Beynimizdeki Hafıza Mekanizması ve Klasör Sistemi
Hayal edin ki, devasa bir terabayt kapasiteli bir sabit diskiniz var ve bu diskin içinde hiçbir düzenleme yapmadan, klasörler açmadan tüm dosyalarınızı root dizinine kopyaladınız. Böyle bir durumda, ileride aradığınız dosyaları bulmak ve bilgisayarınızda verimli bir şekilde çalışmak oldukça zor bir hale gelebilir. İnsanlar, bu tür zorlukları yaşamamak adına verilerini sabit disk içinde organize ediyor, klasörler oluşturarak yeniden kolayca erişilebilecek şekilde düzenli bir biçimde istifliyorlar.
Peki, dev bir sabit disk gibi işlev gören beynimizde de benzer bir organizasyon var mı? Beynimiz, kaydettiği bilgileri daha sonra tekrar bulmak için bir hashtag veya etiket sistemi mi kullanıyor, yoksa başka bir yöntemle mi verilerini düzenliyor? Bu sorulara yanıt arayan bir grup araştırmacı, beynin uzun süreli anıları nasıl depoladığına dair önemli bir keşif gerçekleştirdi.

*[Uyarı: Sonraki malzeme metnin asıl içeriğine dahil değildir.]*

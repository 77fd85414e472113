//! Resource loading: location string → raw bytes.

use std::collections::HashMap;
use std::fs;

use log::debug;
use reqwest::blocking::Client;

use crate::error::LoadError;

/// A strategy able to fetch documents from some kind of location.
pub trait ResourceLoader {
    fn is_supported(&self, location: &str) -> bool;
    fn load(&self, location: &str) -> Result<Vec<u8>, LoadError>;
}

pub(crate) fn has_scheme(location: &str) -> bool {
    match location.split_once("://") {
        Some((scheme, _)) => {
            !scheme.is_empty()
                && scheme
                    .chars()
                    .all(|c| c.is_ascii_alphanumeric() || matches!(c, '+' | '-' | '.'))
        }
        None => false,
    }
}

/// Local filesystem paths and `file://` URLs.
#[derive(Debug, Default, Clone, Copy)]
pub struct FileLoader;

impl ResourceLoader for FileLoader {
    fn is_supported(&self, location: &str) -> bool {
        location.starts_with("file://") || !has_scheme(location)
    }

    fn load(&self, location: &str) -> Result<Vec<u8>, LoadError> {
        let path = location.strip_prefix("file://").unwrap_or(location);
        debug!("reading {path}");
        fs::read(path).map_err(|source| LoadError::Io {
            location: location.to_string(),
            source,
        })
    }
}

/// `http://` or `https://` locations, fetched with a blocking client.
#[derive(Debug, Clone)]
pub struct HttpLoader {
    scheme: &'static str,
    client: Client,
}

impl HttpLoader {
    pub fn http() -> Result<Self, LoadError> {
        Ok(Self {
            scheme: "http://",
            client: Client::builder().build().map_err(LoadError::Client)?,
        })
    }

    /// `insecure` disables certificate verification.
    pub fn https(insecure: bool) -> Result<Self, LoadError> {
        let client = Client::builder()
            .danger_accept_invalid_certs(insecure)
            .build()
            .map_err(LoadError::Client)?;
        Ok(Self {
            scheme: "https://",
            client,
        })
    }
}

impl ResourceLoader for HttpLoader {
    fn is_supported(&self, location: &str) -> bool {
        location
            .get(..self.scheme.len())
            .is_some_and(|prefix| prefix.eq_ignore_ascii_case(self.scheme))
    }

    fn load(&self, location: &str) -> Result<Vec<u8>, LoadError> {
        debug!("fetching {location}");
        let http_err = |source| LoadError::Http {
            location: location.to_string(),
            source,
        };
        let response = self.client.get(location).send().map_err(http_err)?;
        let status = response.status();
        if !status.is_success() {
            return Err(LoadError::Status {
                location: location.to_string(),
                status: status.as_u16(),
            });
        }
        let bytes = response.bytes().map_err(http_err)?;
        Ok(bytes.to_vec())
    }
}

/// Documents held in memory, keyed by location.
#[derive(Debug, Default, Clone)]
pub struct MemoryLoader {
    documents: HashMap<String, Vec<u8>>,
}

impl MemoryLoader {
    pub fn new() -> Self {
        Self::default()
    }

    pub fn with(mut self, location: impl Into<String>, content: impl Into<Vec<u8>>) -> Self {
        self.insert(location, content);
        self
    }

    pub fn insert(&mut self, location: impl Into<String>, content: impl Into<Vec<u8>>) {
        self.documents.insert(location.into(), content.into());
    }
}

impl ResourceLoader for MemoryLoader {
    fn is_supported(&self, _location: &str) -> bool {
        true
    }

    fn load(&self, location: &str) -> Result<Vec<u8>, LoadError> {
        self.documents
            .get(location)
            .cloned()
            .ok_or_else(|| LoadError::NotFound(location.to_string()))
    }
}

/// Ordered loaders; the first one supporting a location handles it.
#[derive(Default)]
pub struct LoaderChain {
    loaders: Vec<Box<dyn ResourceLoader>>,
}

impl LoaderChain {
    pub fn new() -> Self {
        Self::default()
    }

    pub fn with(mut self, loader: impl ResourceLoader + 'static) -> Self {
        self.loaders.push(Box::new(loader));
        self
    }

    /// `http://`, then `https://`, then the filesystem.
    pub fn standard(insecure: bool) -> Result<Self, LoadError> {
        Ok(Self::new()
            .with(HttpLoader::http()?)
            .with(HttpLoader::https(insecure)?)
            .with(FileLoader))
    }
}

impl ResourceLoader for LoaderChain {
    fn is_supported(&self, location: &str) -> bool {
        self.loaders.iter().any(|l| l.is_supported(location))
    }

    fn load(&self, location: &str) -> Result<Vec<u8>, LoadError> {
        self.loaders
            .iter()
            .find(|l| l.is_supported(location))
            .ok_or_else(|| LoadError::UnsupportedLocation(location.to_string()))?
            .load(location)
    }
}

#[cfg(test)]
mod tests {
    use super::*;
    use std::io::Write;

    #[test]
    fn file_loader_accepts_paths_and_file_urls() {
        assert!(FileLoader.is_supported("specs/openapi.yaml"));
        assert!(FileLoader.is_supported("/abs/openapi.yaml"));
        assert!(FileLoader.is_supported("file:///abs/openapi.yaml"));
        assert!(!FileLoader.is_supported("https://example.com/openapi.yaml"));
        assert!(!FileLoader.is_supported("ftp://example.com/openapi.yaml"));
    }

    #[test]
    fn file_loader_reads_bytes() {
        let mut file = tempfile::NamedTempFile::new().unwrap();
        file.write_all(b"openapi: 3.0.0").unwrap();
        let location = file.path().to_str().unwrap().to_string();

        assert_eq!(FileLoader.load(&location).unwrap(), b"openapi: 3.0.0");
        let url = format!("file://{location}");
        assert_eq!(FileLoader.load(&url).unwrap(), b"openapi: 3.0.0");
    }

    #[test]
    fn missing_file_is_an_io_error() {
        let err = FileLoader.load("/definitely/not/here.yaml").unwrap_err();
        assert!(matches!(err, LoadError::Io { .. }));
    }

    #[test]
    fn http_loaders_split_by_scheme() {
        let http = HttpLoader::http().unwrap();
        let https = HttpLoader::https(false).unwrap();
        assert!(http.is_supported("http://localhost/spec.json"));
        assert!(!http.is_supported("https://localhost/spec.json"));
        assert!(https.is_supported("HTTPS://localhost/spec.json"));
        assert!(!https.is_supported("spec.json"));
    }

    #[test]
    fn chain_picks_first_supporting_loader() {
        let chain = LoaderChain::new()
            .with(HttpLoader::https(false).unwrap())
            .with(MemoryLoader::new().with("spec.yaml", "a: 1"));
        assert_eq!(chain.load("spec.yaml").unwrap(), b"a: 1");

        let bare = LoaderChain::new().with(HttpLoader::http().unwrap());
        assert!(matches!(
            bare.load("spec.yaml"),
            Err(LoadError::UnsupportedLocation(_))
        ));
    }

    #[test]
    fn memory_loader_reports_missing_documents() {
        let loader = MemoryLoader::new();
        assert!(matches!(loader.load("x.yaml"), Err(LoadError::NotFound(_))));
    }
}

Science Advances dergisinde yayımlanan yeni bir çalışmaya göre, hafıza depolamasında kritik rol oynayan sinaptik bağlantıları güçlendirmek için en hayati enzimi tutan bir “tutkal” molekülünün varlığı tespit edildi. Bu enzim PKM olarak, onu yerinde tutan molekül ise KIBRA adıyla biliniyor. Araştırmacılar, KIBRA molekülü ile PKM enzimi arasındaki etkileşimin, beyindeki proteinlerin zamanla bozulup yeniden üretildiği süreçte anıların kaybolmamasını sağladığını ifade ediyorlar.
Bir başka deyişle, bu tutkal molekülleri beynimizdeki her bilginin nereye ait olduğunu, ne zaman kaydedildiğini ve hangi olaya bağlı olduğunu izleyerek verileri organize ediyor ve aralarındaki bağlantıyı sağlıyor. Böylelikle anılarımız kaybolmuyor ve hafızamızda düzenli bir sistem oluşturulmuş oluyor. Ancak, Alzheimer hastalığı olan bireylerde bu mekanizma düzgün çalışmıyor.
Alzheimer Hastalığına Umut Olabilir mi?
Tutkalın nasıl işlediğini anlamak amacıyla araştırmacılar, laboratuvar farelerinden alınan hipokampal dilimleri kullanarak çeşitli deneyler gerçekleştirdi. Beynin bu bölgesi hafıza depolamak için kritik bir rol oynuyor. Bu deneyler sayesinde bilim insanları, KIBRA molekülünün işlevini daha iyi anlama fırsatı buldular. Şimdi, elde edilen bu bilgiler ışığında Alzheimer hastalığına yönelik bir tedavi yöntemi veya önlem geliştirme çabaları sürdürülüyor.